Wherever the line with "pub fn decode_text(bytes: &[u8], content_type: Option<&str>)" sits in the listing below, transcribe from it up to and including the line with "detector.feed(bytes, true);", exactly, and leave the remaining lines out.

### Listed records ###

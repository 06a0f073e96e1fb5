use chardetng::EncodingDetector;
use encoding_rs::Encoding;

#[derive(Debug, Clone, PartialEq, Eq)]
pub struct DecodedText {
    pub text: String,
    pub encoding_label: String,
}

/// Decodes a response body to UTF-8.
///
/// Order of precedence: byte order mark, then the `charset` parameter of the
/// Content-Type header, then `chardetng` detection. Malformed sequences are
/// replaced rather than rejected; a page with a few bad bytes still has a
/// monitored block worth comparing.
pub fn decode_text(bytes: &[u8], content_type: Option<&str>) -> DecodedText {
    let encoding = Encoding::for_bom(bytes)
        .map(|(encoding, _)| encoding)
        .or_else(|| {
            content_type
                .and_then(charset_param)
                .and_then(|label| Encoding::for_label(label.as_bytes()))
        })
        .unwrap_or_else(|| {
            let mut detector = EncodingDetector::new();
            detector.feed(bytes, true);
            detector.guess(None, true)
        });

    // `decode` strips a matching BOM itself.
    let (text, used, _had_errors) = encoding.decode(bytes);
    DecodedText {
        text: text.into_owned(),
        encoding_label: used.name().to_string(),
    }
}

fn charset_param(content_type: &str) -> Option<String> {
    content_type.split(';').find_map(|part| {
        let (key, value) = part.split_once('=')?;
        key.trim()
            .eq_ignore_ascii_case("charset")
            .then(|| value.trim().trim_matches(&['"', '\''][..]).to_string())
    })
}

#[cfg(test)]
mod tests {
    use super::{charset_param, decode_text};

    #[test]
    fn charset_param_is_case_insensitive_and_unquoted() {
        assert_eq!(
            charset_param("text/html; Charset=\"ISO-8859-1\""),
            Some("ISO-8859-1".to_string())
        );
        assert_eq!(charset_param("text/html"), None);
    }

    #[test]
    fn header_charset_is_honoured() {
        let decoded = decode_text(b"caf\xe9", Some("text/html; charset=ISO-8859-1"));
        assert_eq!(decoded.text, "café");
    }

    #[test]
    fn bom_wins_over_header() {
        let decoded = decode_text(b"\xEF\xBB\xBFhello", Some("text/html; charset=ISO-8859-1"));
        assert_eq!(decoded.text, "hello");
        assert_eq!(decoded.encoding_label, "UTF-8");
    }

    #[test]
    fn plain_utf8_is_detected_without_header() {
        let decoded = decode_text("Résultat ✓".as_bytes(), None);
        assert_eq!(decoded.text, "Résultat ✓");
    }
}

###

- _Completed exercise_:
pub fn decode_text(bytes: &[u8], content_type: Option<&str>) -> DecodedText {
    let encoding = Encoding::for_bom(bytes)
        .map(|(encoding, _)| encoding)
        .or_else(|| {
            content_type
                .and_then(charset_param)
                .and_then(|label| Encoding::for_label(label.as_bytes()))
        })
        .unwrap_or_else(|| {
            let mut detector = EncodingDetector::new();
            detector.feed(bytes, true);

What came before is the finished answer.